As the structure of semiconductor device became highly integrated, it became necessary to include various layers and patterns which are formed by using an elaborate fine manufacturing technique. Thus, the number of MOS transistors (or memory cells) inside a semiconductor device increased while the semiconductor chip size was considerably reduced.
When an initial power source voltage is supplied to a highly integrated semiconductor device which includes a plurality of MOS transistors, a large amount of current flows into each of MOS transistors for setting an initial value, and the substrate current becomes unstable. This causes problems of latch-up in each of the MOS transistors.
So-called latch-up state occurs when the MOS transistors formed in a semiconductor chip are triggered by an external noise, and hence a direct current flows from a power source voltage terminal to a ground terminal via each of the MOS transistors. This causes a serious disadvantage in that the MOS transistors of the semiconductor device are destroyed when a highly integrated semiconductor device is considered.
Therefore, it is necessary to form a circuit for protecting the chip at the time of initial power source voltage supply. Furthermore, when the initial power source voltage is in an unstable state, chain enable signals of the row address strobe signal RAS and the Column Address Strobe signal CAS, which are provided as machine cycles, are changed to a high level at the time of the power source voltage supply. Thus, the machine cycle is carried out, which causes an erroneous operation in the semiconductor device.
To resolve this problem, in the prior art, an initial start-up circuit has been built into the semiconductor device. By this, it is expected that the latch-up state at the time when an initial power source voltage is supplied be kept from occuring and that the semiconductor device be operated after the state of the DC power source voltage is maintained stable. This approach failed, however, to prevent a floating status of the chain generated during the power source voltage supply.
FIG. 1 is a diagram illustrating a conventional chain pre-charge circuit. The pad 1 is a node whereto a row address strobe signal RAS is input. The output side of the pad 1 is connected to a Schmitt trigger 2 which is able to produce the output of rectangular wave, and the output side of the Schmitt trigger 2 is connected to the gate circuit including inverters I1-I3 and a NAND gate.
In this circuit shown in FIG. 1, the pad 1 is in a floating state such that the pad can be changed into high level or low level at the beginning or during the initial power source voltage supply, hence there is some possibility that the chain enable signal .phi.R at the output terminal may be enabled in a high level state.
When the chain enable signal .phi.R is in a high level state as described above, RAS and CAS chain are operated and the latch-up state occurs.
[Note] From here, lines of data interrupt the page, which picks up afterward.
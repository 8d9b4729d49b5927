//! The standard predicate library and the top-level query driver.
//!
//! This is the layer a host application actually touches: everything
//! below (`weft-ir`, `weft-unify`, `weft-engine`) is plumbing for terms,
//! bindings, and streams. Here, those pieces become `member`, `append`,
//! `between`, and the rest of the built-ins, plus `run`/`run_one`/
//! `run_all` to pull solutions out of a goal as ordinary Rust values.

mod error;
mod driver;
mod predicates;
mod program;

pub use error::EngineError;
pub use driver::{run, run_all, run_one, EngineConfig, PartialRun, Query, Snapshot, SolutionIter, SnapshotValue};
pub use predicates::{append, between, gt, gte, length, lt, lte, member, minus, plus, times};
pub use program::{Program, Relation};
Signal .phi.1 is the chain feedback signal which acts as a writing signal generated at the time of the writing mode.
FIG. 2 is a circuit diagram of another conventional pre-charge circuit intended to resolve the problems in the circuit of FIG. 1. FIG. 2 shows a circuit construction for maintaining the chain enable signal .phi.R in a low level state at the time of power source voltage supply. More specifically, the circuit construction of FIG. 2 is basically the same as FIG. 1 except that the start-up signal .phi.2 of the start-up circuit is used for supplying stable power source voltage and clock signal at the time of the initial power source voltage supply.
In circuit of FIG. 2, the start-up signal .phi.2 is supplied to a gate of MOS transistor M1 which constitutes the Schmitt trigger 2. The MOS transistor M8 is connected between the Schmitt trigger 2 and the inverter I1, and the start-up signal .phi.2 is supplied to the gate of said MOS transistor M8. Furthermore, in the circuit of FIG. 2, one side of the NAND gate ND is connected to the power source voltage VCC or the signal .phi.1 generated at the time of the writing mode by switching means. The start-up signal .phi.2 is a pulse supplied from the start-up circuit, which is maintained in a high level state at the time of the power source voltage supply, and then allows the chain enable signal .phi.R be maintained in a low level state. When it elapses a predetermined time, after supplying the power source voltage VCC, said start-up signal .phi.2 transits from a high level to a low level. Thus, if the circuit of FIG. 2 is operated normally, the chain enable signal .phi.R becomes a high level or a low level value in accordance with the state of row address strobe signal RAS supplied to the pad 1.
The circuit shown in FIG. 2 has the following problems. First, the transition time of the start-up signal .phi.2 between a high level and a low level is highly variable according to the power-up rate or the value of power source voltage. Also, after the start-up signal .phi.2 has been changed to low level, there is some possibility of the chain enable signal .phi.R changing to high level in accordance with the floating status of a row address strobe signal RAS supplied to the pad 1.
Secondly, the possibility of the latch-up state is increased because the chain enable signal .phi.R changes more quickly from a high level state to a low level state as the power voltage VCC applied gets higher.